Dr. Cassidy was ultimately transferred to a number of different detention centers, where she was repeatedly interrogated, eventually had several hearings before governmental tribunals and, finally, was expelled from Chile in late December. She had been held prisoner for almost nine weeks.
Today, Holy Thursday 2020, we will not dwell on Dr. Cassidy’s accounts of her torture. That is for another time. Today, Holy Thursday, we remember Christ’s gift of Himself to us – “This is my body… This is my blood.”

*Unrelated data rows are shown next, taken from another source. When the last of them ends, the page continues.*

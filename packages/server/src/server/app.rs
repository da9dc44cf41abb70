//! Application setup and server configuration.

use std::sync::Arc;

use axum::{
    extract::Extension,
    http::{header::CONTENT_TYPE, Method},
    routing::{get, post},
    Router,
};
use tower_http::cors::CorsLayer;
use tower_http::trace::TraceLayer;

use crate::domains::auth::SessionManager;
use crate::server::routes::{
    begin_login_handler, cancel_login_handler, get_login_handler, health_handler,
    import_session_handler, list_sessions_handler, message_handler, relay_code_handler,
    submit_code_handler, submit_password_handler,
};

/// Shared application state
#[derive(Clone)]
pub struct AxumAppState {
    pub manager: Arc<SessionManager>,
}

/// Build the Axum application router
pub fn build_app(manager: Arc<SessionManager>) -> Router {
    let app_state = AxumAppState { manager };

    // CORS configuration - allow any origin, the edge carries no cookies
    let cors = CorsLayer::new()
        .allow_origin(tower_http::cors::Any)
        .allow_methods([Method::GET, Method::POST, Method::DELETE])
        .allow_headers([CONTENT_TYPE]);

    Router::new()
        .route("/health", get(health_handler))
        .route("/logins", post(begin_login_handler))
        .route(
            "/logins/:user_id",
            get(get_login_handler).delete(cancel_login_handler),
        )
        .route("/logins/:user_id/code", post(submit_code_handler))
        .route("/logins/:user_id/password", post(submit_password_handler))
        .route(
            "/sessions/:user_id",
            get(list_sessions_handler).post(import_session_handler),
        )
        .route(
            "/sessions/:user_id/:session_id/code",
            post(relay_code_handler),
        )
        .route("/messages", post(message_handler))
        .layer(Extension(app_state))
        .layer(cors)
        .layer(TraceLayer::new_for_http())
}

#[cfg(test)]
mod tests {
    use super::*;
    use axum::body::{to_bytes, Body};
    use axum::http::{Request, StatusCode};
    use serde_json::{json, Value};
    use tower::ServiceExt;

    use crate::common::UserId;
    use crate::domains::auth::LoginFailure;
    use crate::kernel::test_dependencies::{MockLoginTransport, TEST_OWNER};
    use crate::kernel::TestDependencies;

    async fn send(
        app: &Router,
        method: Method,
        uri: &str,
        body: Option<Value>,
    ) -> (StatusCode, Value) {
        let builder = Request::builder().method(method).uri(uri);
        let request = match body {
            Some(body) => builder
                .header(CONTENT_TYPE, "application/json")
                .body(Body::from(body.to_string()))
                .unwrap(),
            None => builder.body(Body::empty()).unwrap(),
        };
        let response = app.clone().oneshot(request).await.unwrap();
        let status = response.status();
        let bytes = to_bytes(response.into_body(), usize::MAX).await.unwrap();
        let value = if bytes.is_empty() {
            Value::Null
        } else {
            serde_json::from_slice(&bytes).unwrap()
        };
        (status, value)
    }

    fn owner_uri(path: &str) -> String {
        format!("/logins/{}{}", TEST_OWNER, path)
    }

    #[tokio::test]
    async fn test_health() {
        let app = build_app(TestDependencies::new().manager());
        let (status, body) = send(&app, Method::GET, "/health", None).await;
        assert_eq!(status, StatusCode::OK);
        assert_eq!(body["status"], "healthy");
        assert_eq!(body["active_attempts"], 0);
    }

    #[tokio::test]
    async fn test_full_login_over_http() {
        let deps = TestDependencies::new();
        let app = build_app(deps.manager());

        let (status, body) = send(
            &app,
            Method::POST,
            "/logins",
            Some(json!({ "user_id": TEST_OWNER.get(), "phone_number": "+15551234567" })),
        )
        .await;
        assert_eq!(status, StatusCode::OK);
        assert_eq!(body["status"], "code_sent");
        assert_eq!(body["attempt"]["state"]["state"], "awaiting_code");

        let (status, body) = send(&app, Method::GET, &owner_uri(""), None).await;
        assert_eq!(status, StatusCode::OK);
        assert_eq!(body["phone_number"], "+155******67");

        let (status, body) = send(
            &app,
            Method::POST,
            &owner_uri("/code"),
            Some(json!({ "code": "12345" })),
        )
        .await;
        assert_eq!(status, StatusCode::OK);
        assert_eq!(body["status"], "completed");
        assert_eq!(body["session"]["id"], "1");
        assert!(body["session"].get("session_string").is_none());

        let uri = format!("/sessions/{}", TEST_OWNER);
        let (status, body) = send(&app, Method::GET, &uri, None).await;
        assert_eq!(status, StatusCode::OK);
        assert_eq!(body["sessions"].as_array().unwrap().len(), 1);
    }

    #[tokio::test]
    async fn test_error_status_codes() {
        let deps = TestDependencies::new();
        let app = build_app(deps.manager());

        // Malformed phone
        let (status, body) = send(
            &app,
            Method::POST,
            "/logins",
            Some(json!({ "user_id": TEST_OWNER.get(), "phone_number": "555123" })),
        )
        .await;
        assert_eq!(status, StatusCode::UNPROCESSABLE_ENTITY);
        assert_eq!(body["error"], "validation_failed");

        // Nothing to cancel
        let (status, body) = send(&app, Method::DELETE, &owner_uri(""), None).await;
        assert_eq!(status, StatusCode::NOT_FOUND);
        assert_eq!(body["error"], "no_active_attempt");

        // Second begin while the first is live
        let begin = json!({ "user_id": TEST_OWNER.get(), "phone_number": "+15551234567" });
        send(&app, Method::POST, "/logins", Some(begin.clone())).await;
        let (status, _) = send(&app, Method::POST, "/logins", Some(begin)).await;
        assert_eq!(status, StatusCode::CONFLICT);

        // Password while a code is awaited
        let (status, body) = send(
            &app,
            Method::POST,
            &owner_uri("/password"),
            Some(json!({ "password": "hunter2" })),
        )
        .await;
        assert_eq!(status, StatusCode::CONFLICT);
        assert_eq!(body["error"], "unexpected_input");

        // Stranger
        let (status, _) = send(&app, Method::GET, "/sessions/77", None).await;
        assert_eq!(status, StatusCode::FORBIDDEN);
        assert!(deps.notifier.messages_for(UserId::new(77)).is_empty());
    }

    #[tokio::test]
    async fn test_code_relay_over_http() {
        let deps = TestDependencies::new();
        let app = build_app(deps.manager());

        let uri = format!("/sessions/{}/9/code", TEST_OWNER);
        let (status, body) = send(&app, Method::POST, &uri, None).await;
        assert_eq!(status, StatusCode::NOT_FOUND);
        assert_eq!(body["error"], "session_not_found");

        let uri = format!("/sessions/{}", TEST_OWNER);
        send(
            &app,
            Method::POST,
            &uri,
            Some(json!({ "session": "1BVtsOK4Bu-stored" })),
        )
        .await;

        let uri = format!("/sessions/{}/1/code", TEST_OWNER);
        let (status, body) = send(&app, Method::POST, &uri, None).await;
        assert_eq!(status, StatusCode::OK);
        assert_eq!(body["status"], "code_relayed");
        assert_eq!(body["code"], "24680");
        assert_eq!(deps.transport.open_connections(), 0);
    }

    #[tokio::test]
    async fn test_transport_failure_is_a_normal_outcome() {
        let deps = TestDependencies::new().mock_transport(
            MockLoginTransport::new()
                .with_request_results(vec![Err(LoginFailure::InvalidPhoneNumber)]),
        );
        let app = build_app(deps.manager());

        let (status, body) = send(
            &app,
            Method::POST,
            "/logins",
            Some(json!({ "user_id": TEST_OWNER.get(), "phone_number": "+15551234567" })),
        )
        .await;
        assert_eq!(status, StatusCode::OK);
        assert_eq!(body["status"], "failed");
        assert_eq!(body["failure"]["reason"], "invalid_phone_number");
    }

    #[tokio::test]
    async fn test_message_endpoint_classifies_text() {
        let deps = TestDependencies::new();
        let app = build_app(deps.manager());

        let (status, body) = send(
            &app,
            Method::POST,
            "/messages",
            Some(json!({ "user_id": TEST_OWNER.get(), "text": "/start" })),
        )
        .await;
        assert_eq!(status, StatusCode::OK);
        assert_eq!(body["status"], "help");

        let (status, body) = send(
            &app,
            Method::POST,
            "/messages",
            Some(json!({ "user_id": TEST_OWNER.get(), "text": "+15551234567" })),
        )
        .await;
        assert_eq!(status, StatusCode::OK);
        assert_eq!(body["status"], "code_sent");
    }
}
//! Auth domain data types
//!
//! States, failure reasons and outcomes shared by the state machine, the
//! transport adapter and the session manager.

use serde::{Deserialize, Serialize};
use std::fmt;

/// Why the platform refused a login step.
///
/// This is the closed set of reasons the transport adapter may report. Every
/// platform-specific error is translated into one of these before it reaches
/// the state machine.
#[derive(Debug, Clone, PartialEq, Eq, Serialize, Deserialize)]
#[serde(tag = "reason", rename_all = "snake_case")]
pub enum LoginFailure {
    InvalidPhoneNumber,
    BannedNumber,
    RateLimited { retry_after_secs: u64 },
    InvalidCode,
    ExpiredCode,
    PasswordRequired,
    InvalidPassword,
    TransportError { detail: String },
}

impl LoginFailure {
    pub fn transport(detail: impl Into<String>) -> Self {
        LoginFailure::TransportError {
            detail: detail.into(),
        }
    }

    /// Human-readable cause plus the next allowed action, sent to the user.
    pub fn user_message(&self) -> String {
        match self {
            LoginFailure::InvalidPhoneNumber => {
                "The platform rejected this phone number. \
                 Check the number and start again with /login."
                    .to_string()
            }
            LoginFailure::BannedNumber => {
                "This phone number is banned on the platform and cannot be logged in.".to_string()
            }
            LoginFailure::RateLimited { retry_after_secs } => format!(
                "Too many attempts. The platform asks to wait {} seconds before trying again.",
                retry_after_secs
            ),
            LoginFailure::InvalidCode => {
                "The login code was wrong too many times. Start again with /login.".to_string()
            }
            LoginFailure::ExpiredCode => {
                "The login code has expired. Start again with /login to get a new one.".to_string()
            }
            LoginFailure::PasswordRequired => {
                "This account needs its two-step verification password.".to_string()
            }
            LoginFailure::InvalidPassword => {
                "The two-step verification password is wrong. Start again with /login.".to_string()
            }
            LoginFailure::TransportError { detail } => {
                format!("Login failed because of a connection problem: {}", detail)
            }
        }
    }
}

impl fmt::Display for LoginFailure {
    fn fmt(&self, f: &mut fmt::Formatter<'_>) -> fmt::Result {
        match self {
            LoginFailure::InvalidPhoneNumber => write!(f, "invalid phone number"),
            LoginFailure::BannedNumber => write!(f, "banned number"),
            LoginFailure::RateLimited { retry_after_secs } => {
                write!(f, "rate limited for {}s", retry_after_secs)
            }
            LoginFailure::InvalidCode => write!(f, "invalid code"),
            LoginFailure::ExpiredCode => write!(f, "expired code"),
            LoginFailure::PasswordRequired => write!(f, "password required"),
            LoginFailure::InvalidPassword => write!(f, "invalid password"),
            LoginFailure::TransportError { detail } => write!(f, "transport error: {}", detail),
        }
    }
}

#[derive(Debug, Clone, Copy, PartialEq, Eq, Serialize, Deserialize)]
#[serde(rename_all = "snake_case")]
pub enum CancelReason {
    UserRequested,
    TimedOut,
}

impl CancelReason {
    pub fn user_message(&self) -> &'static str {
        match self {
            CancelReason::UserRequested => "Login cancelled.",
            CancelReason::TimedOut => {
                "Login cancelled because nothing happened for too long. Start again with /login."
            }
        }
    }
}

/// Where a login attempt currently stands.
#[derive(Debug, Clone, PartialEq, Eq, Serialize, Deserialize)]
#[serde(tag = "state", rename_all = "snake_case")]
pub enum LoginState {
    AwaitingPhone,
    CodeRequested,
    AwaitingCode,
    PasswordRequired,
    AwaitingPassword,
    Completed,
    Failed { failure: LoginFailure },
    Cancelled { reason: CancelReason },
}

impl LoginState {
    pub fn is_terminal(&self) -> bool {
        matches!(
            self,
            LoginState::Completed | LoginState::Failed { .. } | LoginState::Cancelled { .. }
        )
    }

    /// States in which the attempt owns an open transport connection.
    pub fn holds_connection(&self) -> bool {
        matches!(
            self,
            LoginState::CodeRequested
                | LoginState::AwaitingCode
                | LoginState::PasswordRequired
                | LoginState::AwaitingPassword
        )
    }

    /// Position along the transition graph. Terminal states share the last rank.
    pub(crate) fn rank(&self) -> u8 {
        match self {
            LoginState::AwaitingPhone => 0,
            LoginState::CodeRequested => 1,
            LoginState::AwaitingCode => 2,
            LoginState::PasswordRequired => 3,
            LoginState::AwaitingPassword => 4,
            LoginState::Completed | LoginState::Failed { .. } | LoginState::Cancelled { .. } => 5,
        }
    }

    pub fn name(&self) -> &'static str {
        match self {
            LoginState::AwaitingPhone => "awaiting_phone",
            LoginState::CodeRequested => "code_requested",
            LoginState::AwaitingCode => "awaiting_code",
            LoginState::PasswordRequired => "password_required",
            LoginState::AwaitingPassword => "awaiting_password",
            LoginState::Completed => "completed",
            LoginState::Failed { .. } => "failed",
            LoginState::Cancelled { .. } => "cancelled",
        }
    }
}

impl fmt::Display for LoginState {
    fn fmt(&self, f: &mut fmt::Formatter<'_>) -> fmt::Result {
        f.write_str(self.name())
    }
}

#[cfg(test)]
mod tests {
    use super::*;

    #[test]
    fn test_terminal_states() {
        assert!(LoginState::Completed.is_terminal());
        assert!(LoginState::Failed {
            failure: LoginFailure::InvalidCode
        }
        .is_terminal());
        assert!(LoginState::Cancelled {
            reason: CancelReason::TimedOut
        }
        .is_terminal());
        assert!(!LoginState::AwaitingCode.is_terminal());
    }

    #[test]
    fn test_connection_range() {
        assert!(!LoginState::AwaitingPhone.holds_connection());
        assert!(LoginState::CodeRequested.holds_connection());
        assert!(LoginState::AwaitingPassword.holds_connection());
        assert!(!LoginState::Completed.holds_connection());
    }

    #[test]
    fn test_rate_limit_message_carries_retry_after_verbatim() {
        let msg = LoginFailure::RateLimited {
            retry_after_secs: 1234,
        }
        .user_message();
        assert!(msg.contains("1234 seconds"));
    }

    #[test]
    fn test_failure_serializes_with_reason_tag() {
        let json = serde_json::to_value(LoginFailure::RateLimited {
            retry_after_secs: 30,
        })
        .unwrap();
        assert_eq!(json["reason"], "rate_limited");
        assert_eq!(json["retry_after_secs"], 30);
    }
}
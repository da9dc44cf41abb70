// Remote Account Login Broker - Core
//
// This crate drives phone/code/password logins against a messaging platform
// on behalf of chat users and keeps the resulting sessions.
//
// Architecture follows domain-driven design: machines decide, effects execute.

pub mod common;
pub mod config;
pub mod domains;
pub mod kernel;
pub mod server;

pub use config::*;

Sometime after her arrest and when evidence of her torture was no longer visible, Dr. Cassidy received a visit from American Maryknoll Sisters Carla Piette and Ita Ford, who brought a number of carefully chosen gifts they unwrapped one by one: chocolate, poetry books, a breviary, colored pencils, sewing materials – all inspected by guards – and, carefully concealed in the folds of a handkerchief, a number of consecrated hosts. Many months later, Carla explained to me that, while Dr, Cassidy knew that the suffering, crucified Jesus was present with her in her incarceration, she wanted the living Jesus of the Eucharist – communion – to be present with her in her prison.
Today Dr. Cassidy is a self-described “lapsed Catholic.”
That’s okay.
I have a sense that the Eternal God, the God of Mercy and Tenderness, the Lord of the Eucharist, the Jesus of the Cross and the Resurrection quietly whispers toward her “That’s OK, Sheila. I understand. You’ve been beaten and broken; you’ve spent a lifetime caring for the beaten and broken. You need a break. I am with you always. I will be here for you when you are ready.